* _Records shown_:

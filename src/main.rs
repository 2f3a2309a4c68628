use std::process::ExitCode;

use clap::Parser;
use plotis::app;
use plotis::cli::Cli;

fn main() -> ExitCode {
    env_logger::init();

    let cli = Cli::parse();
    let mut stdout = std::io::stdout().lock();
    match app::run(cli, &mut stdout) {
        Ok(()) => ExitCode::SUCCESS,
        Err(err) => {
            log::debug!("{err:?}");
            eprintln!("error: {err:#}");
            ExitCode::FAILURE
        }
    }
}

* _Exercise_:
The full set of entries should appear again, unchanged, line by line.

* _Task solution_:
filename src/main.rs
repository 2f3a2309a4c68628
use std::process::ExitCode;

use clap::Parser;
use plotis::app;
use plotis::cli::Cli;

fn main() -> ExitCode {
    env_logger::init();

    let cli = Cli::parse();
    let mut stdout = std::io::stdout().lock();
    match app::run(cli, &mut stdout) {
        Ok(()) => ExitCode::SUCCESS,
        Err(err) => {
            log::debug!("{err:?}");
            eprintln!("error: {err:#}");
            ExitCode::FAILURE
        }
    }
}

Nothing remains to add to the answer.